*** Block opens ***

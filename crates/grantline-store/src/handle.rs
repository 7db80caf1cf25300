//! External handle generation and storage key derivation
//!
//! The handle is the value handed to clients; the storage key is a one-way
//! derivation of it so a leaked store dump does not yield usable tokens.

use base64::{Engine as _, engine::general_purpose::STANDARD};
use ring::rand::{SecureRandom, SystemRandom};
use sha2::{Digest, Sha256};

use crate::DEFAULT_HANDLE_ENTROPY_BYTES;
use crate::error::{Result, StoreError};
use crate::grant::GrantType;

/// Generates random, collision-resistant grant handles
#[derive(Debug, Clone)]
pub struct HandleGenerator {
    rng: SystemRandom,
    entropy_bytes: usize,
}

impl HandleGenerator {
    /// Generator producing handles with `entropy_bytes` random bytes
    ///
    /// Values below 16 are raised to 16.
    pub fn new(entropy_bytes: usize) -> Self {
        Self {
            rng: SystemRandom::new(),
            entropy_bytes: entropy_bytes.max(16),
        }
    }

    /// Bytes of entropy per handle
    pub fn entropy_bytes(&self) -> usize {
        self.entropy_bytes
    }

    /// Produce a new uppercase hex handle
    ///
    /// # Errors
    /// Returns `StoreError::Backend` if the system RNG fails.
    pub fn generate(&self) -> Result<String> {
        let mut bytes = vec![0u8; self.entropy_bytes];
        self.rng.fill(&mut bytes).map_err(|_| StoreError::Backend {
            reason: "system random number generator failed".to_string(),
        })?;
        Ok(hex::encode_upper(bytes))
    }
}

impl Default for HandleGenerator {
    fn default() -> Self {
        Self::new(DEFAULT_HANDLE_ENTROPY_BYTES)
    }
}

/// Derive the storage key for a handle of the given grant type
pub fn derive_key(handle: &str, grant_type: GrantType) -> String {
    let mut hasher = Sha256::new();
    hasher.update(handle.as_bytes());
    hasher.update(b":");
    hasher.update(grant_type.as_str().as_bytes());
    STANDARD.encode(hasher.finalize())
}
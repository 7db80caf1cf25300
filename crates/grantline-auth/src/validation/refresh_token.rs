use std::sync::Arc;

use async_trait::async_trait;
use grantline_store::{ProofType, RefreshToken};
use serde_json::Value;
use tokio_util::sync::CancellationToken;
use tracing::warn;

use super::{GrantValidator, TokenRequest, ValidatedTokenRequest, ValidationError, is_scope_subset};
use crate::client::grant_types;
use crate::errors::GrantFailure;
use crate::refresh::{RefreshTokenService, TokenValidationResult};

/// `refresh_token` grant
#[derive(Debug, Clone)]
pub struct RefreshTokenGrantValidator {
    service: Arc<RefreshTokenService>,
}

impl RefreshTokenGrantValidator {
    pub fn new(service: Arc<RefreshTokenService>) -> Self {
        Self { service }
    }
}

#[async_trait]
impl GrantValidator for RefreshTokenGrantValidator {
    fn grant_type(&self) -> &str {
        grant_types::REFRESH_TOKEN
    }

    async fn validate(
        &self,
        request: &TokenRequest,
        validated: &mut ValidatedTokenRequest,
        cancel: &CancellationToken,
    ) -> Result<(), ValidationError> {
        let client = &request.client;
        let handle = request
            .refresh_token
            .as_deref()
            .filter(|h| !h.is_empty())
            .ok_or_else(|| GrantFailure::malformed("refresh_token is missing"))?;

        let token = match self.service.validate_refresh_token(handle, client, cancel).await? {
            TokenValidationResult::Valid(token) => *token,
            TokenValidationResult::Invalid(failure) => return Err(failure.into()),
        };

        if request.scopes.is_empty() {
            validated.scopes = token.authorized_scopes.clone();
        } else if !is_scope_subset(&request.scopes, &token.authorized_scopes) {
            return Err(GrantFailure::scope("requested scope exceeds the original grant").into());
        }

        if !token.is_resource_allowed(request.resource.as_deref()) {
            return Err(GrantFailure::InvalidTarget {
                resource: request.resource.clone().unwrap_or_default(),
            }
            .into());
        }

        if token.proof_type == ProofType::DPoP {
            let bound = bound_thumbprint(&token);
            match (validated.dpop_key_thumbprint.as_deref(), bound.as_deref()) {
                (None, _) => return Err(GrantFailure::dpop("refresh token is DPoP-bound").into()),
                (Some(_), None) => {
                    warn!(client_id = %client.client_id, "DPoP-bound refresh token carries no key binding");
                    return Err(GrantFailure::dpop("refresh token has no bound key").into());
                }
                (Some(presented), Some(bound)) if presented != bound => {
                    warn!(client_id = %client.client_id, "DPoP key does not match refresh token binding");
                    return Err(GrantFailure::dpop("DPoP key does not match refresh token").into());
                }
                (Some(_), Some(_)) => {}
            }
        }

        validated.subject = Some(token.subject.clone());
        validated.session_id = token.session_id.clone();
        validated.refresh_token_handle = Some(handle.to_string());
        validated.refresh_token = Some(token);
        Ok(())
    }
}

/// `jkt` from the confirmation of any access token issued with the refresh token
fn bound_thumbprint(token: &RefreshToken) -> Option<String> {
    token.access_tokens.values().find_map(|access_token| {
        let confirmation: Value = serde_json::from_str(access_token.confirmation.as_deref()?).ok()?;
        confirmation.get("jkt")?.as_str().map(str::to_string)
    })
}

*** Block closes ***

Look through the records above for the string "TokenValidationResult", then copy every line that has it.

use crate::refresh::{RefreshTokenService, TokenValidationResult};
            TokenValidationResult::Valid(token) => *token,
            TokenValidationResult::Invalid(failure) => return Err(failure.into()),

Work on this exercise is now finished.